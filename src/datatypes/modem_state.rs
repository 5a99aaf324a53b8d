// ABOUTME: Modem lifecycle states as observed by D-Bus clients, plus USSD session state
// ABOUTME: State values are ordered so range checks such as "at least registered" read naturally

use num_enum::TryFromPrimitive;
use std::fmt;

/// Device state. Transitions are monotonic within one connect/disconnect
/// cycle; disabling always resets to [`ModemState::Disabled`].
#[derive(TryFromPrimitive)]
#[repr(u32)]
#[derive(Copy, Clone, Debug, PartialEq, Eq, Hash, PartialOrd, Ord, Default)]
pub enum ModemState {
    Unknown = 0,
    #[default]
    Disabled = 10,
    Disabling = 20,
    Enabling = 30,
    Enabled = 40,
    Searching = 50,
    Registered = 60,
    Disconnecting = 70,
    Connecting = 80,
    Connected = 90,
}

impl ModemState {
    pub fn is_enabled(&self) -> bool {
        *self >= ModemState::Enabled
    }
}

impl fmt::Display for ModemState {
    fn fmt(&self, f: &mut fmt::Formatter<'_>) -> fmt::Result {
        let name = match self {
            ModemState::Unknown => "unknown",
            ModemState::Disabled => "disabled",
            ModemState::Disabling => "disabling",
            ModemState::Enabling => "enabling",
            ModemState::Enabled => "enabled",
            ModemState::Searching => "searching",
            ModemState::Registered => "registered",
            ModemState::Disconnecting => "disconnecting",
            ModemState::Connecting => "connecting",
            ModemState::Connected => "connected",
        };
        f.write_str(name)
    }
}

/// USSD session state exported as the `State` property.
#[derive(Copy, Clone, Debug, PartialEq, Eq, Default)]
pub enum UssdState {
    #[default]
    Idle,
    Active,
    UserResponse,
}

impl UssdState {
    pub fn as_str(&self) -> &'static str {
        match self {
            UssdState::Idle => "idle",
            UssdState::Active => "active",
            UssdState::UserResponse => "user-response",
        }
    }
}

#[cfg(test)]
mod tests {
    use super::*;

    #[test]
    fn test_state_ordering() {
        assert!(ModemState::Connected > ModemState::Connecting);
        assert!(ModemState::Registered >= ModemState::Enabled);
        assert!(!ModemState::Enabling.is_enabled());
        assert!(ModemState::Searching.is_enabled());
    }

    #[test]
    fn test_state_round_trip_from_u32() {
        assert_eq!(ModemState::try_from(60u32).ok(), Some(ModemState::Registered));
        assert!(ModemState::try_from(15u32).is_err());
    }

    #[test]
    fn test_ussd_state_names() {
        assert_eq!(UssdState::UserResponse.as_str(), "user-response");
        assert_eq!(UssdState::default().as_str(), "idle");
    }
}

::::::::::

> Activity: Taking the line with "use std::fmt;" as the first and the line with "pub enum ModemState" as the last, retype that stretch of the data above exactly, with no other lines.

> Response below:
use std::fmt;

/// Device state. Transitions are monotonic within one connect/disconnect
/// cycle; disabling always resets to [`ModemState::Disabled`].
#[derive(TryFromPrimitive)]
#[repr(u32)]
#[derive(Copy, Clone, Debug, PartialEq, Eq, Hash, PartialOrd, Ord, Default)]
pub enum ModemState {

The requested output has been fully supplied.